I think you have hard water and with the caveat Seattle_Aquarist mentioned, you do not need to add major amounts of Ca , Mg or CO3. I found certain species did better when I increased my GH from 4 to 6 (like Hygrophila, Sagittaria and Myriophyllum) but take them as random observation not as establishing cause - effect.
To answer the question about timing...
a) dose at water change -target a major increase to match the previous/ideal aquarium water. Most people dose at this point if they have very soft water or use Reverse Osmosis (RO) water (KH~0 GH~0) (not your case)
b) with micros : Mg is part of many commercial solutions of micro nutrients. (JBL Fe+trace elements adds 3.3ppm Mg for every 0.13ppm Fe )

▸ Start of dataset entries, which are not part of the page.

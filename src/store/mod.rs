// ABOUTME: JSON document store: one file per entity collection, guarded by an advisory lock file
// ABOUTME: Defines the Entity trait, the on-disk document shape and store-specific errors
//
// SPDX-License-Identifier: MIT OR Apache-2.0
// Copyright (c) 2025 Pierre Fitness Intelligence

//! # Document Store
//!
//! Each collection lives in `<data_dir>/<collection>.json`:
//!
//! ```json
//! { "data": { "<id>": { ... } }, "lastModified": 1735689600000, "version": "1.0" }
//! ```
//!
//! Writers serialize through an in-process FIFO queue, then take a sibling
//! `<collection>.json.lock` file created with `create_new`. Files are replaced
//! by writing `<collection>.json.tmp` and renaming it over the target, so
//! readers never observe a partial write and never need the lock.

/// Generic per-collection JSON store
pub mod document;
/// Cross-process advisory lock file
pub mod lock;
/// Flat key/value settings document
pub mod settings;

pub use document::JsonStore;
pub use lock::AdvisoryLock;
pub use settings::SettingsStore;

use crate::errors::{AppError, ErrorCode};
use serde::de::DeserializeOwned;
use serde::{Deserialize, Deserializer, Serialize};
use std::collections::BTreeMap;
use std::io;
use std::path::PathBuf;

/// A record persisted in a [`JsonStore`]
pub trait Entity: Serialize + DeserializeOwned + Clone + Send + Sync + 'static {
    /// Collection name, also the file stem
    const COLLECTION: &'static str;

    /// Key of this record in the collection
    fn id(&self) -> &str;
}

/// On-disk shape of a collection file
#[derive(Debug, Clone, Serialize, Deserialize)]
#[serde(
    rename_all = "camelCase",
    bound(serialize = "T: Serialize", deserialize = "T: Deserialize<'de>")
)]
pub struct Document<T> {
    /// Records keyed by id; `null` reads as empty
    #[serde(default, deserialize_with = "null_as_empty")]
    pub data: BTreeMap<String, T>,
    /// Epoch milliseconds of the last write
    #[serde(default)]
    pub last_modified: i64,
    /// Document format version
    #[serde(default)]
    pub version: String,
}

fn null_as_empty<'de, D, T>(deserializer: D) -> Result<BTreeMap<String, T>, D::Error>
where
    D: Deserializer<'de>,
    T: Deserialize<'de>,
{
    Ok(Option::<BTreeMap<String, T>>::deserialize(deserializer)?.unwrap_or_default())
}

/// Storage-layer failures
#[derive(Debug, thiserror::Error)]
pub enum StoreError {
    /// Filesystem operation failed
    #[error("I/O error on {}: {source}", path.display())]
    Io {
        /// File involved
        path: PathBuf,
        /// Underlying error
        #[source]
        source: io::Error,
    },

    /// A document could not be serialized
    #[error("cannot serialize {collection}: {source}")]
    Serialization {
        /// Collection being written
        collection: &'static str,
        /// Underlying error
        #[source]
        source: serde_json::Error,
    },

    /// Another writer kept the lock for every attempt
    #[error("lock {} still held after {attempts} attempts", path.display())]
    LockTimeout {
        /// Lock file path
        path: PathBuf,
        /// Attempts made
        attempts: u32,
    },

    /// A document exists but is not valid JSON of the expected shape
    #[error("{} is not a valid document: {reason}", path.display())]
    Corrupt {
        /// Document path
        path: PathBuf,
        /// Parser message
        reason: String,
    },
}

impl StoreError {
    pub(crate) fn io(path: impl Into<PathBuf>, source: io::Error) -> Self {
        Self::Io {
            path: path.into(),
            source,
        }
    }
}

impl From<StoreError> for AppError {
    fn from(error: StoreError) -> Self {
        let code = match &error {
            StoreError::Io { .. } | StoreError::Corrupt { .. } => ErrorCode::StorageError,
            StoreError::Serialization { .. } => ErrorCode::SerializationError,
            StoreError::LockTimeout { .. } => ErrorCode::ResourceLocked,
        };
        Self::new(code, error.to_string()).with_source(error)
    }
}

c) daily or with macros : as part of EI, the GH Booster was invented for people with very low GH. Plants use some amounts of Mg and Ca, especially if they grow fast and the GH Booster sol. targets a small addition of Mg Ca and K to be dosed regularly. There is no one formal description of ppm for this solution, various nutrient outlets offer their own mix. The description from nilocg website says Magnesium Sulfate, Potassium Sulfate, Calcium Sulfate(1:3:3 ratio)...whatever that means molar, mass or volume ratio ?. GLA Ultimate GH Booster has a nicer mix imho at 3,2ppmK , 1,66ppm Ca and 0,23ppm Mg
d) when /if needed. In waters with moderate to high GH, Ca is abundant enough. Mg might be missing but is easily spotted as white patches in old leaves while veins are still green. That and the fact that I have stopped seeing any deficiencies at 3ppm Mg.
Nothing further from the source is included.